Would you set down the data below exactly as shown?

Stored entries
>>>

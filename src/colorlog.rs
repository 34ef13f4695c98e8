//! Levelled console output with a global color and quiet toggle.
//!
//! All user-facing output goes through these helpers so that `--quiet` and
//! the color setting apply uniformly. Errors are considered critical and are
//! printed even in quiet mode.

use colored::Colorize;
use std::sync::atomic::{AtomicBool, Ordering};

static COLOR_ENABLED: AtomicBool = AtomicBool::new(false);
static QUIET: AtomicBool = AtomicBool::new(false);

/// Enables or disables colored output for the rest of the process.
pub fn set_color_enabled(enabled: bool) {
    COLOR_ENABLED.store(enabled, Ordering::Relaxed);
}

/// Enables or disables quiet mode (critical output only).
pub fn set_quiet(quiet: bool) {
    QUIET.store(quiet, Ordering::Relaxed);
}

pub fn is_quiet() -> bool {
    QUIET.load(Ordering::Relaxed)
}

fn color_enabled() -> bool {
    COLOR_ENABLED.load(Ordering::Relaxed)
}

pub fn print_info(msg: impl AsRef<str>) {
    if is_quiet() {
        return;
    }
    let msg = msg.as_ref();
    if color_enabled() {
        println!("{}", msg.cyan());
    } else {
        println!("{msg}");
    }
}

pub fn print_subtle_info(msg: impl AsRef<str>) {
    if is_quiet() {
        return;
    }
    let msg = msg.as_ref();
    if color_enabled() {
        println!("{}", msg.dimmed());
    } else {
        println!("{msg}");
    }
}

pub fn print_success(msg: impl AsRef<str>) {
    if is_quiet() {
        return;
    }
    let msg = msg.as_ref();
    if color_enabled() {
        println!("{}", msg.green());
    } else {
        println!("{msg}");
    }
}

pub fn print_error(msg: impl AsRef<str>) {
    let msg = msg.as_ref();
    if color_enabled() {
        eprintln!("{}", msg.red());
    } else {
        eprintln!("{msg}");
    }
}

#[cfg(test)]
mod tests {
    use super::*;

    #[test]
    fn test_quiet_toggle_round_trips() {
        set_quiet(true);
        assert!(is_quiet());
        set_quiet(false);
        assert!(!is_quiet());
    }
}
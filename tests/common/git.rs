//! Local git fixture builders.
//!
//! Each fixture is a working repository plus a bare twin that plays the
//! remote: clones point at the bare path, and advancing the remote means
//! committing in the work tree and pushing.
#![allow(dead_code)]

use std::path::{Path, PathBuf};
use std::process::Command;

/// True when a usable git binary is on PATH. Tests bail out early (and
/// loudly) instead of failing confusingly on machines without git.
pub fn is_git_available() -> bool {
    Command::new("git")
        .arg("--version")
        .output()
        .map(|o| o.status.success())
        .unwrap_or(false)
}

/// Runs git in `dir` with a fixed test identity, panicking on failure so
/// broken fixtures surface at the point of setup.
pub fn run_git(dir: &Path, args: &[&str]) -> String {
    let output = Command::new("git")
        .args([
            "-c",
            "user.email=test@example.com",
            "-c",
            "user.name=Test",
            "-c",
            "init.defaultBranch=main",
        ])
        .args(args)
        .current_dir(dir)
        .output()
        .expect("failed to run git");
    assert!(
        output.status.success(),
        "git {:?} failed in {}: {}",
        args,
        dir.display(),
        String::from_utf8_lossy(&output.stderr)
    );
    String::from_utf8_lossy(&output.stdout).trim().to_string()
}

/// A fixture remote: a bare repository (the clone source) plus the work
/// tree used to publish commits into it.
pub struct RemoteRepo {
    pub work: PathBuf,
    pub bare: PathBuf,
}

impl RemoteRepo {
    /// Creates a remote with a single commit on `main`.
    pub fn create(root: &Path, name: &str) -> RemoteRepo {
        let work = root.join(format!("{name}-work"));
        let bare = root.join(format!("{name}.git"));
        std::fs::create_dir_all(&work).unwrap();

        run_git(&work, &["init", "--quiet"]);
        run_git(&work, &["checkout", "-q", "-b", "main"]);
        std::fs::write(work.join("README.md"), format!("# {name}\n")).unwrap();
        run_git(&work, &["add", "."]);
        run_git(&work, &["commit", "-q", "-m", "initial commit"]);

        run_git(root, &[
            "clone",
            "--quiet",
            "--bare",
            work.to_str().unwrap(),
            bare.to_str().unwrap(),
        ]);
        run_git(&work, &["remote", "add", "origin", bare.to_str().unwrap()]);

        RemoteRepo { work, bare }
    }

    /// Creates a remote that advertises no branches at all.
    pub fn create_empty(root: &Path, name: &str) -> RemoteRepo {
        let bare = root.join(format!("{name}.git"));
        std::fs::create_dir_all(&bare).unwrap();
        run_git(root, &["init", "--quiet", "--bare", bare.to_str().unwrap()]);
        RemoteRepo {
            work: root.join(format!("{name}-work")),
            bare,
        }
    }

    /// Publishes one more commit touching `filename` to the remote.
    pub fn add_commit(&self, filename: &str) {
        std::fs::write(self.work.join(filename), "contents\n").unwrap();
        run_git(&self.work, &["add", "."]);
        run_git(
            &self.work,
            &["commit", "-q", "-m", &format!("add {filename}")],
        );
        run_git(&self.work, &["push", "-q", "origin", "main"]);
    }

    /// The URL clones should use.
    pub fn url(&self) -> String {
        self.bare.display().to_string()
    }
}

<<<

**RESULT BELOW**:
filename src/colorlog.rs
repository 34ef13f4695c98e8
//! Levelled console output with a global color and quiet toggle.
//!
//! All user-facing output goes through these helpers so that `--quiet` and
//! the color setting apply uniformly. Errors are considered critical and are
//! printed even in quiet mode.

use colored::Colorize;
use std::sync::atomic::{AtomicBool, Ordering};

static COLOR_ENABLED: AtomicBool = AtomicBool::new(false);
static QUIET: AtomicBool = AtomicBool::new(false);

/// Enables or disables colored output for the rest of the process.
pub fn set_color_enabled(enabled: bool) {
    COLOR_ENABLED.store(enabled, Ordering::Relaxed);
}

/// Enables or disables quiet mode (critical output only).
pub fn set_quiet(quiet: bool) {
    QUIET.store(quiet, Ordering::Relaxed);
}

pub fn is_quiet() -> bool {
    QUIET.load(Ordering::Relaxed)
}

fn color_enabled() -> bool {
    COLOR_ENABLED.load(Ordering::Relaxed)
}

pub fn print_info(msg: impl AsRef<str>) {
    if is_quiet() {
        return;
    }
    let msg = msg.as_ref();
    if color_enabled() {
        println!("{}", msg.cyan());
    } else {
        println!("{msg}");
    }
}

pub fn print_subtle_info(msg: impl AsRef<str>) {
    if is_quiet() {
        return;
    }
    let msg = msg.as_ref();
    if color_enabled() {
        println!("{}", msg.dimmed());
    } else {
        println!("{msg}");
    }
}

pub fn print_success(msg: impl AsRef<str>) {
    if is_quiet() {
        return;
    }
    let msg = msg.as_ref();
    if color_enabled() {
        println!("{}", msg.green());
    } else {
        println!("{msg}");
    }
}

pub fn print_error(msg: impl AsRef<str>) {
    let msg = msg.as_ref();
    if color_enabled() {
        eprintln!("{}", msg.red());
    } else {
        eprintln!("{msg}");
    }
}

#[cfg(test)]
mod tests {
    use super::*;

    #[test]
    fn test_quiet_toggle_round_trips() {
        set_quiet(true);
        assert!(is_quiet());
        set_quiet(false);
        assert!(!is_quiet());
    }
}
filename tests/common/git.rs
//! Local git fixture builders.
//!
//! Each fixture is a working repository plus a bare twin that plays the
//! remote: clones point at the bare path, and advancing the remote means
//! committing in the work tree and pushing.
#![allow(dead_code)]

use std::path::{Path, PathBuf};
use std::process::Command;

/// True when a usable git binary is on PATH. Tests bail out early (and
/// loudly) instead of failing confusingly on machines without git.
pub fn is_git_available() -> bool {
    Command::new("git")
        .arg("--version")
        .output()
        .map(|o| o.status.success())
        .unwrap_or(false)
}

/// Runs git in `dir` with a fixed test identity, panicking on failure so
/// broken fixtures surface at the point of setup.
pub fn run_git(dir: &Path, args: &[&str]) -> String {
    let output = Command::new("git")
        .args([
            "-c",
            "user.email=test@example.com",
            "-c",
            "user.name=Test",
            "-c",
            "init.defaultBranch=main",
        ])
        .args(args)
        .current_dir(dir)
        .output()
        .expect("failed to run git");
    assert!(
        output.status.success(),
        "git {:?} failed in {}: {}",
        args,
        dir.display(),
        String::from_utf8_lossy(&output.stderr)
    );
    String::from_utf8_lossy(&output.stdout).trim().to_string()
}

/// A fixture remote: a bare repository (the clone source) plus the work
/// tree used to publish commits into it.
pub struct RemoteRepo {
    pub work: PathBuf,
    pub bare: PathBuf,
}

impl RemoteRepo {
    /// Creates a remote with a single commit on `main`.
    pub fn create(root: &Path, name: &str) -> RemoteRepo {
        let work = root.join(format!("{name}-work"));
        let bare = root.join(format!("{name}.git"));
        std::fs::create_dir_all(&work).unwrap();

        run_git(&work, &["init", "--quiet"]);
        run_git(&work, &["checkout", "-q", "-b", "main"]);
        std::fs::write(work.join("README.md"), format!("# {name}\n")).unwrap();
        run_git(&work, &["add", "."]);
        run_git(&work, &["commit", "-q", "-m", "initial commit"]);

        run_git(root, &[
            "clone",
            "--quiet",
            "--bare",
            work.to_str().unwrap(),
            bare.to_str().unwrap(),
        ]);
        run_git(&work, &["remote", "add", "origin", bare.to_str().unwrap()]);

        RemoteRepo { work, bare }
    }

    /// Creates a remote that advertises no branches at all.
    pub fn create_empty(root: &Path, name: &str) -> RemoteRepo {
        let bare = root.join(format!("{name}.git"));
        std::fs::create_dir_all(&bare).unwrap();
        run_git(root, &["init", "--quiet", "--bare", bare.to_str().unwrap()]);
        RemoteRepo {
            work: root.join(format!("{name}-work")),
            bare,
        }
    }

    /// Publishes one more commit touching `filename` to the remote.
    pub fn add_commit(&self, filename: &str) {
        std::fs::write(self.work.join(filename), "contents\n").unwrap();
        run_git(&self.work, &["add", "."]);
        run_git(
            &self.work,
            &["commit", "-q", "-m", &format!("add {filename}")],
        );
        run_git(&self.work, &["push", "-q", "origin", "main"]);
    }

    /// The URL clones should use.
    pub fn url(&self) -> String {
        self.bare.display().to_string()
    }
}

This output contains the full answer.